According to the EU, in 2018 global shipping emissions represented
1076 million tonnes of CO2 and were responsible for around 2.9% of global emissions caused by humanity's activities. With the risk of an increase in these, the EU adopted their ‘Fit for 55’ package which is a set of proposals to revise and update EU legislation and introduce new initiatives to cut emissions by at least 55% compared with 1990 emissions by 2030 and to reach climate neutrality by 2050. It includes EU ETS, FuelEU and CII ratings, amongst other decarbonisation initiatives.
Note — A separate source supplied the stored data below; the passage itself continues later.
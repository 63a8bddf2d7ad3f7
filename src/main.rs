use clap::Parser;
use tracing::{error, info};
use warp10_sensision_exporter::{run, Config};

#[tokio::main]
async fn main() {
    // Initialize tracing subscriber to log to stdout
    tracing_subscriber::fmt::init();

    let config = Config::parse();

    info!(
        version = env!("CARGO_PKG_VERSION"),
        "starting warp10_sensision_exporter"
    );

    if let Err(err) = run(config).await {
        error!(error = %err, "exporter failed");
        std::process::exit(1);
    }
}
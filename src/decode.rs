//! Sensision line decoding.
//!
//! One Sensision exposition line looks like
//!
//! ```text
//! 1724931000000000//host1 warpscript.run.count{path=test%2Fscript.mc2} 42
//! ```
//!
//! i.e. a numeric timestamp prefix with two slash-separated (and ignored)
//! segments, whitespace, the dotted class name, a brace-enclosed label list
//! and the value. [`decode`] turns one such line into a [`Sample`] when the
//! class is part of the registry vocabulary, and into `None` for everything
//! else. Decoding is tolerant by design: malformed or unrelated lines are
//! upstream noise, silently skipped rather than reported as errors.

use once_cell::sync::Lazy;
use regex::Regex;

use crate::registry::{MetricDescriptor, MetricRegistry};

// The label-list atom `[^{]+` / `\{[^}]*\}` keeps the class-name segment
// non-greedy and bounds the list at the first closing brace, while the
// trailing `(.*)` is greedy. A label list appears at most once per line, so
// a value containing `}` can never be mis-split. These boundaries are part
// of the decoding contract, keep them in sync with the tests below.
static LINE_PATTERN: Lazy<Regex> = Lazy::new(|| {
    Regex::new(r"^([0-9]+)/[^/]*/[^/]*[ \t]+([^{]+)\{([^}]*)\}[ \t](.*)$")
        .expect("sensision line pattern is valid")
});

/// One fully decoded, ready-to-emit metric observation.
///
/// `label_values` always has the same length and order as
/// `descriptor.labels`; positions the line did not fill hold the empty
/// string. Samples are transient and owned by the scrape cycle that
/// produced them.
#[derive(Debug, Clone, PartialEq)]
pub struct Sample {
    pub descriptor: MetricDescriptor,
    pub label_values: Vec<String>,
    pub value: f64,
}

/// Decodes one Sensision line against the registry vocabulary.
///
/// Returns `None` for anything that is not a well-formed line carrying a
/// known metric with a parseable value. A label key that is present on the
/// line but not declared by the descriptor is dropped with an info-level
/// diagnostic; a declared label the line omits defaults to the empty
/// string. Duplicate keys resolve to the last occurrence.
pub fn decode(line: &str, registry: &MetricRegistry) -> Option<Sample> {
    let captures = LINE_PATTERN.captures(line)?;

    let class_name = captures.get(2)?.as_str();
    let canonical = class_name.replace('.', "_");
    let descriptor = *registry.lookup(&canonical)?;

    let value: f64 = captures.get(4)?.as_str().parse().ok()?;

    let mut label_values = vec![String::new(); descriptor.labels.len()];
    if !descriptor.labels.is_empty() {
        for pair in captures.get(3)?.as_str().split(',') {
            // Exactly one `=` per pair; anything else is noise.
            let fields: Vec<&str> = pair.split('=').collect();
            if fields.len() != 2 {
                continue;
            }
            let decoded = query_unescape(fields[1]).unwrap_or_default();
            match descriptor.labels.iter().position(|name| *name == fields[0]) {
                Some(position) => label_values[position] = decoded,
                None => tracing::info!(
                    label = fields[0],
                    metric = class_name,
                    "label not declared for metric, dropping"
                ),
            }
        }
    }

    Some(Sample {
        descriptor,
        label_values,
        value,
    })
}

/// URL-query unescaping as Sensision applies it to label values: `+`
/// becomes a space and `%XX` escapes are decoded. Returns `None` for a
/// truncated or non-hex escape, or when the decoded bytes are not UTF-8.
fn query_unescape(escaped: &str) -> Option<String> {
    let bytes = escaped.as_bytes();
    let mut decoded = Vec::with_capacity(bytes.len());
    let mut i = 0;
    while i < bytes.len() {
        match bytes[i] {
            b'+' => {
                decoded.push(b' ');
                i += 1;
            }
            b'%' => {
                if i + 2 >= bytes.len() {
                    return None;
                }
                let hi = hex_value(bytes[i + 1])?;
                let lo = hex_value(bytes[i + 2])?;
                decoded.push(hi << 4 | lo);
                i += 3;
            }
            other => {
                decoded.push(other);
                i += 1;
            }
        }
    }
    String::from_utf8(decoded).ok()
}

fn hex_value(digit: u8) -> Option<u8> {
    match digit {
        b'0'..=b'9' => Some(digit - b'0'),
        b'a'..=b'f' => Some(digit - b'a' + 10),
        b'A'..=b'F' => Some(digit - b'A' + 10),
        _ => None,
    }
}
In January 2024 the EU’s Emissions Trading System (EU ETS) was extended to cover CO2 emissions from all large ships entering EU ports, regardless of the flag they fly. EU ETS operates as a ‘cap and trade’ system: companies have a cap on the total amount of GHG that the entity can emit and this cap will be reduced over time to reduce emissions. Within that cap, allowances can be bought or sold but they must be surrendered at the end of each year to cover vessels’ emissions. Shipping companies will need to ensure that their fleet complies with the obligations of EU ETS and ensure they surrender the required allowances.
FuelEU, potentially, has more of a significant impact on the shipping industry. It applies to commercial vessels with a gross tonnage of more than 5,000 used for transport of cargo or passengers, regardless of flag, from 1 January 2025 (although note that there were requirements to submit ship specific monitoring plans by August 2024). This scheme aims to promote the use of renewable and low-carbon fuels in shipping with the intention that it will reduce the GHG energy used on board. FuelEU provides common principles which require companies to monitor and report the amount, type and emission factor of the energy used on board their ships during calls at EU ports. There are penalties for non-compliance under the regulation which increase if non-compliance incurs for more than one year, therefore it is imperative that shipping companies are aware of their responsibilities under FuelEU.
The IMO has also introduced two regulatory initiatives: EEXI and CII which came into force 1 January 2023 and are mandatory measures under MARPOL Annex VI. The new regulations focus on a ship’s vessel efficiency and measures CO2 “per unit of transport work”, with the aim of assessing, measuring and reducing the CO2 emissions of existing ships. EEXI, or Energy Efficiency Existing Ship Index, is a framework for assessing the technical energy efficiency of vessels. The Carbon Intensity Indicator (CII) is a rating system for ships which determines the annual reduction needed to improve the ship’s operation carbon intensity within a specific rating level and requires ship owners to report their operations annually.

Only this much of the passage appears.